╭─ Exercise input
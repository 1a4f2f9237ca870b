use std::cell::RefCell;
use std::rc::Rc;
use std::time::{Duration, Instant};

use gridkit::{Grid, Input, MouseButton, Node, Sticky, Toolkit};
use listframe::widget::{Widget, WidgetId};
use listframe::{ScrollConfig, ScrollableFrame};

/// A `width`x5 toolkit filled by a scrollable frame holding `rows` labels.
fn setup(width: u16, rows: usize) -> (Toolkit, ScrollableFrame, Vec<Node>) {
    let tk = Toolkit::new(width, 5);
    let root = tk.root();
    root.columnconfigure(0, 1);
    root.rowconfigure(0, 1);
    let frame = ScrollableFrame::new(root);
    frame.grid(Grid::at(0, 0).sticky(Sticky::NSEW));

    let labels = (0..rows)
        .map(|i| {
            let label = Node::label(frame.content(), format!("row {i}"));
            label.grid(Grid::at(0, i).sticky(Sticky::W));
            label
        })
        .collect();
    tk.update();
    (tk, frame, labels)
}

fn soon() -> Instant {
    Instant::now() + Duration::from_secs(1)
}

fn hover_content(tk: &Toolkit, frame: &ScrollableFrame) {
    let rect = frame.content().clip().expect("content is visible");
    tk.dispatch(Input::MouseMove {
        x: rect.x as u16,
        y: rect.y as u16,
    });
}

fn wheel(tk: &Toolkit, x: u16, y: u16, delta: i16) {
    tk.dispatch(Input::Wheel { x, y, delta });
}

fn ids(nodes: &[Node]) -> Vec<WidgetId> {
    nodes.iter().map(Widget::widget_id).collect()
}

// ============================================================================
// Scrollbar Visibility Tests
// ============================================================================

#[test]
fn test_scrollbar_hidden_when_content_fits() {
    let (_tk, frame, _) = setup(20, 3);

    assert!(frame.scrollbar().is_hidden());
    assert_eq!(frame.viewport().rect().map(|r| r.width), Some(20));
}

#[test]
fn test_scrollbar_shown_when_content_overflows() {
    let (_tk, frame, _) = setup(20, 10);

    assert!(!frame.scrollbar().is_hidden());
    assert_eq!(frame.viewport().rect().map(|r| r.width), Some(19));
    assert_eq!(frame.scrollbar().bar().rect().map(|r| (r.x, r.height)), Some((19, 5)));
}

#[test]
fn test_scrollbar_hides_after_items_removed() {
    let (tk, frame, labels) = setup(20, 10);
    for label in &labels[3..] {
        label.destroy();
    }
    tk.update();

    assert!(frame.scrollbar().is_hidden());
}

// ============================================================================
// Scroll Region Tests
// ============================================================================

#[test]
fn test_scroll_region_tracks_content() {
    let (tk, frame, _) = setup(20, 10);
    assert_eq!(frame.viewport().scroll_region().map(|r| r.height), Some(10));

    let extra = Node::label(frame.content(), "row 10");
    extra.grid(Grid::at(0, 10));
    tk.update();

    assert_eq!(frame.viewport().scroll_region().map(|r| r.height), Some(11));
}

#[test]
fn test_scroll_bottom() {
    let (_tk, frame, labels) = setup(20, 10);

    frame.scroll_bottom();

    assert_eq!(frame.viewport().yview(), (0.5, 1.0));
    assert!(labels[9].is_viewable());
    assert!(!labels[0].is_viewable());
}

#[test]
fn test_scrollbar_click_pages_view() {
    let (tk, frame, _) = setup(20, 10);

    tk.dispatch(Input::MouseDown {
        x: 19,
        y: 4,
        button: MouseButton::Left,
    });

    assert_eq!(frame.viewport().scroll_offset(), 4);
}

// ============================================================================
// Width Sync Tests
// ============================================================================

#[test]
fn test_content_matches_viewport_width() {
    let (tk, frame, _) = setup(20, 3);
    tk.run_timers(soon());

    assert_eq!(frame.content().rect().map(|r| r.width), Some(20));
}

#[test]
fn test_resize_while_settling_waits_for_settle() {
    let (tk, frame, _) = setup(20, 10);
    assert_eq!(frame.content().rect().map(|r| r.width), Some(19));

    tk.resize(30, 5);
    tk.update();
    assert_eq!(frame.viewport().rect().map(|r| r.width), Some(29));
    assert_eq!(
        frame.content().rect().map(|r| r.width),
        Some(19),
        "configure absorbed while the settle timer is pending"
    );

    tk.run_timers(soon());

    assert_eq!(frame.content().rect().map(|r| r.width), Some(29));
}

#[test]
fn test_resize_after_settle_applies_immediately() {
    let (tk, frame, _) = setup(20, 10);
    tk.run_timers(soon());

    tk.resize(30, 5);
    tk.update();

    assert_eq!(frame.content().rect().map(|r| r.width), Some(29));
}

#[test]
fn test_custom_settle_delay() {
    let tk = Toolkit::new(20, 5);
    let root = tk.root();
    root.columnconfigure(0, 1);
    root.rowconfigure(0, 1);
    let config = ScrollConfig::new().settle_delay(Duration::from_secs(60));
    let frame = ScrollableFrame::with_config(root, config);
    frame.grid(Grid::at(0, 0).sticky(Sticky::NSEW));
    tk.update();
    tk.resize(30, 5);
    tk.update();

    tk.run_timers(soon());

    assert_eq!(
        frame.content().rect().map(|r| r.width),
        Some(19),
        "still the width from before the scrollbar was hidden"
    );
}

// ============================================================================
// Mouse Wheel Tests
// ============================================================================

#[test]
fn test_wheel_scrolls_while_hovering_content() {
    let (tk, frame, _) = setup(20, 10);
    hover_content(&tk, &frame);

    wheel(&tk, 0, 0, -1);
    wheel(&tk, 0, 0, -1);
    assert_eq!(frame.viewport().scroll_offset(), 2);

    wheel(&tk, 0, 0, 3);
    assert_eq!(frame.viewport().scroll_offset(), 1, "one unit per notch");
}

#[test]
fn test_wheel_ignored_when_not_hovering() {
    let (tk, frame, _) = setup(20, 10);

    wheel(&tk, 19, 0, -1);

    assert_eq!(frame.viewport().scroll_offset(), 0);
}

#[test]
fn test_wheel_unbound_after_leave() {
    let (tk, frame, _) = setup(20, 10);
    hover_content(&tk, &frame);
    tk.dispatch(Input::MouseMove { x: 19, y: 0 });

    wheel(&tk, 19, 0, -1);

    assert_eq!(frame.viewport().scroll_offset(), 0);
}

#[test]
fn test_wheel_ignored_while_scrollbar_hidden() {
    let (tk, frame, _) = setup(20, 3);
    hover_content(&tk, &frame);

    wheel(&tk, 0, 0, -1);

    assert_eq!(frame.viewport().scroll_offset(), 0);
}

#[test]
fn test_wheel_units_config() {
    let tk = Toolkit::new(20, 5);
    let root = tk.root();
    root.columnconfigure(0, 1);
    root.rowconfigure(0, 1);
    let frame = ScrollableFrame::with_config(root, ScrollConfig::new().wheel_units(3));
    frame.grid(Grid::at(0, 0).sticky(Sticky::NSEW));
    for i in 0..10 {
        Node::label(frame.content(), "row").grid(Grid::at(0, i));
    }
    tk.update();
    hover_content(&tk, &frame);

    wheel(&tk, 0, 0, -1);

    assert_eq!(frame.viewport().scroll_offset(), 3);
}

// ============================================================================
// Visibility Tracking Tests
// ============================================================================

#[test]
fn test_visible_widgets_initially() {
    let (_tk, frame, labels) = setup(20, 10);

    assert_eq!(frame.visible_widgets(), ids(&labels[..5]));
}

#[test]
fn test_shown_and_hidden_notifications() {
    let (_tk, frame, labels) = setup(20, 10);
    let shown = Rc::new(RefCell::new(Vec::new()));
    let hidden = Rc::new(RefCell::new(Vec::new()));
    let s = Rc::clone(&shown);
    frame.on_shown(move |id| s.borrow_mut().push(id));
    let h = Rc::clone(&hidden);
    frame.on_hidden(move |id| h.borrow_mut().push(id));

    frame.viewport().yview_scroll(2, gridkit::ScrollUnit::Units);

    assert_eq!(*hidden.borrow(), ids(&labels[..2]));
    assert_eq!(*shown.borrow(), ids(&labels[5..7]));
    assert_eq!(frame.visible_widgets(), ids(&labels[2..7]));
}

#[test]
fn test_destroy_removes_frame() {
    let (tk, frame, labels) = setup(20, 10);

    frame.destroy();
    tk.update();

    assert!(frame.outer().is_destroyed());
    assert!(labels[0].is_destroyed());
    assert!(tk.root().children().is_empty());
}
╰─
▶ _Aim of the task_
Please make an exact copy of the lines above from the line with "r.height)), Some((19, 5)));" through the line with "Scroll Region Tests", both ends included.

▶ _Response area_
    assert_eq!(frame.scrollbar().bar().rect().map(|r| (r.x, r.height)), Some((19, 5)));
}

#[test]
fn test_scrollbar_hides_after_items_removed() {
    let (tk, frame, labels) = setup(20, 10);
    for label in &labels[3..] {
        label.destroy();
    }
    tk.update();

    assert!(frame.scrollbar().is_hidden());
}

// ============================================================================
// Scroll Region Tests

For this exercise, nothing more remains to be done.